American author and lifestyle magazine founder

Jessica Denay is an author and the founder of the lifestyle magazine Hot Moms Club, which has a fan base of over 4.5 million people on Facebook.

==Career==
Denay became a private tutor for the son of Keely and Pierce Brosnan during the filming of the movie Thomas Crown Affair in New York City. She relocated to Los Angeles to work for the Brosnans' full-time until 2005 when she founded the Hot Moms Club. She was joined by Joy Bergin, who works as a stylist. The original club had three members and created the name "as a joke," never expecting it to become part of a "movement." The Hot Mom's Club began to have a celebrity following. By 2009, there were 110,000 women involved in the online social network. The club provides online sources of information to mothers. The Hot Moms Club also has a line of fashion merchandise, including tanks and T-shirts.

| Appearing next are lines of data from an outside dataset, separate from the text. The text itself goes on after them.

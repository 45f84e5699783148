use sentinel_common::{Frame, FrameError};
use std::sync::Arc;

use crate::annotate::Annotator;
use crate::detector::{DetectError, DetectionAdapter};
use crate::editor::ZoneView;
use crate::result::BroadcastResult;
use crate::transform::{FrameTransformer, Transformed};
use crate::zone::ZoneEvaluator;

#[derive(Debug, thiserror::Error)]
pub enum PipelineError {
    #[error("detection adapter failed: {0}")]
    AdapterFailure(#[from] DetectError),
    #[error("failed to encode annotated frame: {0}")]
    Encode(#[from] FrameError),
}

/// One frame in, one broadcastable result out: detect, draw the zone, judge
/// intrusions, then compress.
pub struct Pipeline {
    transformer: FrameTransformer,
    evaluator: ZoneEvaluator,
    annotator: Arc<Annotator>,
    jpeg_quality: u8,
}

impl Pipeline {
    pub fn new(
        detector: Box<dyn DetectionAdapter>,
        processing_width: u32,
        person_class_id: u32,
        annotator: Arc<Annotator>,
        jpeg_quality: u8,
    ) -> Self {
        Self {
            transformer: FrameTransformer::new(detector, processing_width, Arc::clone(&annotator)),
            evaluator: ZoneEvaluator::new(person_class_id),
            annotator,
            jpeg_quality,
        }
    }

    pub fn detector_name(&self) -> &str {
        self.transformer.detector_name()
    }

    pub fn run_once(
        &mut self,
        frame: Frame,
        zone: &ZoneView,
    ) -> Result<BroadcastResult, PipelineError> {
        let Transformed {
            mut frame,
            detections,
        } = self.transformer.process(frame)?;

        self.annotator.draw_zone(&mut frame.image, zone);
        let evaluation = self.evaluator.evaluate(detections, zone.active.as_ref());
        self.evaluator.annotate(&mut frame.image, &evaluation, &self.annotator);

        let encoded_image = frame.encode_jpeg(self.jpeg_quality)?;
        Ok(BroadcastResult {
            encoded_image,
            detections: evaluation.detections,
            status: evaluation.status,
            captured_at_ms: frame.captured_at_ms,
            frame_seq: frame.seq,
        })
    }
}
use serde::{Deserialize, Serialize};
use std::path::Path;
use tracing::info;

/// Environment variable that overrides `capture.url`.
pub const STREAM_URL_ENV: &str = "SENTINEL_STREAM_URL";

#[derive(Debug, Clone, Deserialize)]
pub struct Config {
    pub capture: CaptureConfig,
    #[serde(default)]
    pub processing: ProcessingConfig,
    #[serde(default)]
    pub detector: DetectorConfig,
    #[serde(default)]
    pub zone: Option<ZoneConfig>,
    #[serde(default)]
    pub broadcast: BroadcastConfig,
    #[serde(default)]
    pub server: ServerConfig,
    #[serde(default)]
    pub logging: LoggingConfig,
}

#[derive(Debug, Clone, Deserialize)]
pub struct CaptureConfig {
    pub url: String,
    #[serde(default = "default_mode")]
    pub mode: String,
    #[serde(default = "default_reconnect_backoff")]
    pub reconnect_backoff_secs: u64,
    #[serde(default = "default_poll_fps")]
    pub poll_fps: f64,
    #[serde(default = "default_connect_timeout")]
    pub connect_timeout_secs: u64,
    /// Longest wait for the source to open or deliver the next frame.
    #[serde(default = "default_read_timeout")]
    pub read_timeout_secs: u64,
}

#[derive(Debug, Clone, Deserialize)]
pub struct ProcessingConfig {
    #[serde(default = "default_processing_width")]
    pub width: u32,
    #[serde(default = "default_jpeg_quality")]
    pub jpeg_quality: u8,
    #[serde(default)]
    pub person_class_id: u32,
    #[serde(default)]
    pub font_path: Option<String>,
}

#[derive(Debug, Clone, Deserialize)]
pub struct DetectorConfig {
    #[serde(default = "default_backend")]
    pub backend: String,
    #[serde(default)]
    pub model_path: Option<String>,
    #[serde(default = "default_model_input")]
    pub input_width: u32,
    #[serde(default = "default_model_input")]
    pub input_height: u32,
    #[serde(default = "default_confidence")]
    pub confidence: f32,
    #[serde(default = "default_iou")]
    pub iou: f32,
    /// Overrides the built-in COCO label set.
    #[serde(default)]
    pub class_names: Option<Vec<String>>,
}

/// Forbidden zone as written in the config file (and accepted by `PUT /zone`).
///
/// Coordinates are in source-frame pixels.
#[derive(Debug, Clone, PartialEq, Eq, Serialize, Deserialize)]
#[serde(tag = "kind", rename_all = "lowercase")]
pub enum ZoneConfig {
    Rectangle {
        x_min: i32,
        y_min: i32,
        x_max: i32,
        y_max: i32,
    },
    Polygon {
        points: Vec<[i32; 2]>,
    },
}

#[derive(Debug, Clone, Deserialize)]
pub struct BroadcastConfig {
    #[serde(default = "default_tick_ms")]
    pub tick_ms: u64,
    /// Messages buffered per observer before it is considered failed.
    #[serde(default = "default_observer_queue")]
    pub observer_queue: usize,
}

#[derive(Debug, Clone, Deserialize)]
pub struct ServerConfig {
    #[serde(default = "default_bind")]
    pub bind: String,
}

#[derive(Debug, Clone, Deserialize)]
pub struct LoggingConfig {
    #[serde(default = "default_log_level")]
    pub level: String,
}

impl Default for ProcessingConfig {
    fn default() -> Self {
        Self {
            width: default_processing_width(),
            jpeg_quality: default_jpeg_quality(),
            person_class_id: 0,
            font_path: None,
        }
    }
}

impl Default for DetectorConfig {
    fn default() -> Self {
        Self {
            backend: default_backend(),
            model_path: None,
            input_width: default_model_input(),
            input_height: default_model_input(),
            confidence: default_confidence(),
            iou: default_iou(),
            class_names: None,
        }
    }
}

impl Default for BroadcastConfig {
    fn default() -> Self {
        Self {
            tick_ms: default_tick_ms(),
            observer_queue: default_observer_queue(),
        }
    }
}

impl Default for ServerConfig {
    fn default() -> Self {
        Self {
            bind: default_bind(),
        }
    }
}

impl Default for LoggingConfig {
    fn default() -> Self {
        Self {
            level: default_log_level(),
        }
    }
}

impl Config {
    pub fn load(path: &Path) -> Result<Self, ConfigError> {
        let content = std::fs::read_to_string(path)
            .map_err(|e| ConfigError::ReadFile(path.display().to_string(), e))?;
        let mut config = Self::from_toml_str(&content)?;
        if let Ok(url) = std::env::var(STREAM_URL_ENV) {
            if !url.is_empty() {
                info!(env = STREAM_URL_ENV, "capture url overridden from environment");
                config.capture.url = url;
            }
        }
        Ok(config)
    }

    pub fn from_toml_str(content: &str) -> Result<Self, ConfigError> {
        let config: Config =
            toml::from_str(content).map_err(|e| ConfigError::Parse(e.to_string()))?;
        config.validate()?;
        Ok(config)
    }

    fn validate(&self) -> Result<(), ConfigError> {
        if self.capture.url.is_empty() {
            return Err(ConfigError::Invalid("capture.url must not be empty".into()));
        }
        if self.processing.width == 0 {
            return Err(ConfigError::Invalid("processing.width must be positive".into()));
        }
        if self.broadcast.tick_ms == 0 {
            return Err(ConfigError::Invalid("broadcast.tick_ms must be positive".into()));
        }
        if self.broadcast.observer_queue == 0 {
            return Err(ConfigError::Invalid(
                "broadcast.observer_queue must be positive".into(),
            ));
        }
        if !matches!(self.capture.mode.as_str(), "mjpeg" | "polling") {
            return Err(ConfigError::Invalid(format!(
                "capture.mode must be 'mjpeg' or 'polling', got '{}'",
                self.capture.mode
            )));
        }
        if self.capture.mode == "polling" && self.capture.poll_fps <= 0.0 {
            return Err(ConfigError::Invalid("capture.poll_fps must be positive".into()));
        }
        if self.capture.read_timeout_secs == 0 {
            return Err(ConfigError::Invalid(
                "capture.read_timeout_secs must be positive".into(),
            ));
        }
        if self.capture.mode == "polling"
            && self.capture.read_timeout_secs as f64 * self.capture.poll_fps <= 1.0
        {
            return Err(ConfigError::Invalid(
                "capture.read_timeout_secs must exceed the polling interval".into(),
            ));
        }
        Ok(())
    }
}

#[derive(Debug, thiserror::Error)]
pub enum ConfigError {
    #[error("failed to read config file {0}: {1}")]
    ReadFile(String, std::io::Error),
    #[error("failed to parse config: {0}")]
    Parse(String),
    #[error("invalid config: {0}")]
    Invalid(String),
}

// Default value functions
fn default_mode() -> String {
    "mjpeg".into()
}
fn default_reconnect_backoff() -> u64 {
    5
}
fn default_poll_fps() -> f64 {
    10.0
}
fn default_connect_timeout() -> u64 {
    10
}
fn default_read_timeout() -> u64 {
    10
}
fn default_processing_width() -> u32 {
    320
}
fn default_jpeg_quality() -> u8 {
    80
}
fn default_backend() -> String {
    "stub".into()
}
fn default_model_input() -> u32 {
    640
}
fn default_confidence() -> f32 {
    0.25
}
fn default_iou() -> f32 {
    0.45
}
fn default_tick_ms() -> u64 {
    50
}
fn default_observer_queue() -> usize {
    8
}
fn default_bind() -> String {
    "0.0.0.0:8000".into()
}
fn default_log_level() -> String {
    "info".into()
}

In 2006, Buzznation and Medicis proposed a show called "Hottest Mom" and Denay became involved in a legal battle over a "brand she created."

The Hot Mom's Handbook includes "lightweight tips to new mothers." In the handbook, she advocates that it's important for mothers to love themselves as much as they love their children.

When Denay held a launch party for The Hot Mom to Be Handbook: Womb With a View, in 2008, celebrities Gwen Stefani, Melora Hardin and others were on site.

==Personal life==
Denay was married to Days of Our Lives actor Bryan Dattilo (Lucas) in 1999; they divorced in 2001 and have one son, Gabriel.